───── Listed records

//! Presentation effects: sound cues, vibration and celebration.
//!
//! The game logic never triggers these. The front-end calls an [`Effects`]
//! implementation after each state change it wants to dress up.

use std::io::Write;
use tracing::{debug, instrument};

/// Oscillator shape of a tone.
#[derive(Debug, Clone, Copy, PartialEq, Eq, strum::Display)]
#[strum(serialize_all = "lowercase")]
pub enum Waveform {
    /// Soft, pure tone.
    Sine,
    /// Brighter tone with odd harmonics.
    Triangle,
}

/// One synthesized note.
#[derive(Debug, Clone, Copy, PartialEq)]
pub struct Tone {
    /// Frequency in hertz.
    pub frequency: f32,
    /// Oscillator shape.
    pub waveform: Waveform,
    /// Length in seconds, including the fade-out.
    pub duration: f32,
    /// Start offset from the cue start, in seconds.
    pub delay: f32,
}

const fn tone(frequency: f32, waveform: Waveform, duration: f32, delay: f32) -> Tone {
    Tone {
        frequency,
        waveform,
        duration,
        delay,
    }
}

/// UI sound cues.
#[derive(Debug, Clone, Copy, PartialEq, Eq, strum::Display, strum::EnumIter)]
#[strum(serialize_all = "lowercase")]
pub enum SoundCue {
    /// New game: rising whoosh.
    Start,
    /// A mark was placed: water droplet.
    Click,
    /// Human won: C major arpeggio ending on a high E.
    Win,
    /// Computer won: descending tones.
    Loss,
    /// Draw: neutral chord.
    Draw,
}

impl SoundCue {
    /// Notes that make up the cue.
    pub fn tones(self) -> &'static [Tone] {
        use Waveform::{Sine, Triangle};

        const START: [Tone; 2] = [tone(300.0, Sine, 0.2, 0.0), tone(600.0, Sine, 0.3, 0.1)];
        const CLICK: [Tone; 2] = [tone(800.0, Sine, 0.1, 0.0), tone(1200.0, Sine, 0.1, 0.05)];
        const WIN: [Tone; 5] = [
            tone(523.25, Triangle, 0.3, 0.0),
            tone(659.25, Triangle, 0.3, 0.1),
            tone(783.99, Triangle, 0.3, 0.2),
            tone(1046.50, Triangle, 0.3, 0.3),
            tone(1318.51, Sine, 0.6, 0.4),
        ];
        const LOSS: [Tone; 3] = [
            tone(440.0, Triangle, 0.3, 0.0),
            tone(415.30, Triangle, 0.3, 0.2),
            tone(392.00, Triangle, 0.5, 0.4),
        ];
        const DRAW: [Tone; 2] = [tone(440.0, Sine, 0.3, 0.0), tone(554.37, Sine, 0.3, 0.0)];

        match self {
            SoundCue::Start => &START,
            SoundCue::Click => &CLICK,
            SoundCue::Win => &WIN,
            SoundCue::Loss => &LOSS,
            SoundCue::Draw => &DRAW,
        }
    }

    /// Time until the last note has faded, in seconds.
    pub fn length(self) -> f32 {
        self.tones()
            .iter()
            .map(|t| t.delay + t.duration)
            .fold(0.0, f32::max)
    }
}

/// Vibration patterns, in alternating on/off milliseconds.
pub mod haptics {
    /// Human places a mark.
    pub const CLICK: &[u32] = &[20];
    /// Human won.
    pub const WIN: &[u32] = &[100, 50, 100, 50, 200];
    /// Computer won.
    pub const LOSS: &[u32] = &[400];
    /// Draw.
    pub const DRAW: &[u32] = &[50, 50];
}

/// Side-effect sink for sound, vibration and celebration.
pub trait Effects: Send {
    /// Plays a sound cue.
    fn play(&mut self, cue: SoundCue);

    /// Vibrates with an on/off pattern in milliseconds.
    fn vibrate(&mut self, pattern: &[u32]);

    /// Celebrates a human win.
    fn celebrate(&mut self);
}

/// Effects that do nothing.
#[derive(Debug, Clone, Copy, Default)]
pub struct NoEffects;

impl Effects for NoEffects {
    fn play(&mut self, _cue: SoundCue) {}

    fn vibrate(&mut self, _pattern: &[u32]) {}

    fn celebrate(&mut self) {}
}

/// Terminal rendition of the effects.
///
/// Sounds ring the terminal bell and the celebration rings it three times.
/// Vibration has no terminal equivalent and is only logged.
pub struct TerminalEffects<W: Write + Send> {
    out: W,
    sound_enabled: bool,
    haptics_enabled: bool,
}

impl<W: Write + Send> TerminalEffects<W> {
    /// Creates terminal effects writing to `out`.
    pub fn new(out: W, sound_enabled: bool, haptics_enabled: bool) -> Self {
        Self {
            out,
            sound_enabled,
            haptics_enabled,
        }
    }

    /// Consumes the effects and returns the writer.
    pub fn into_inner(self) -> W {
        self.out
    }
}

/// Confetti banner the result screen shows on a win.
pub const CONFETTI: &str = "✿ ❀ ♥ ✿ ❀ ♥ ✿ ❀ ♥ ✿ ❀ ♥ ✿";

impl<W: Write + Send> Effects for TerminalEffects<W> {
    #[instrument(skip(self))]
    fn play(&mut self, cue: SoundCue) {
        if !self.sound_enabled {
            return;
        }
        debug!(%cue, notes = cue.tones().len(), "Playing sound cue");
        // A failed bell is not worth interrupting the game for.
        let _ = self.out.write_all(b"\x07").and_then(|_| self.out.flush());
    }

    #[instrument(skip(self))]
    fn vibrate(&mut self, pattern: &[u32]) {
        if !self.haptics_enabled {
            return;
        }
        debug!(?pattern, "Vibration requested");
    }

    #[instrument(skip(self))]
    fn celebrate(&mut self) {
        if !self.sound_enabled {
            return;
        }
        debug!("Celebration fanfare");
        let _ = self.out.write_all(b"\x07\x07\x07").and_then(|_| self.out.flush());
    }
}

──────────

### What to do
There is a line with "pub const WIN: &[u32]" and a line with "fn play(&mut self, _cue: SoundCue)" above. Copy exactly those two lines and all lines between them, with nothing else.

### Problem solution
    pub const WIN: &[u32] = &[100, 50, 100, 50, 200];
    /// Computer won.
    pub const LOSS: &[u32] = &[400];
    /// Draw.
    pub const DRAW: &[u32] = &[50, 50];
}

/// Side-effect sink for sound, vibration and celebration.
pub trait Effects: Send {
    /// Plays a sound cue.
    fn play(&mut self, cue: SoundCue);

    /// Vibrates with an on/off pattern in milliseconds.
    fn vibrate(&mut self, pattern: &[u32]);

    /// Celebrates a human win.
    fn celebrate(&mut self);
}

/// Effects that do nothing.
#[derive(Debug, Clone, Copy, Default)]
pub struct NoEffects;

impl Effects for NoEffects {
    fn play(&mut self, _cue: SoundCue) {}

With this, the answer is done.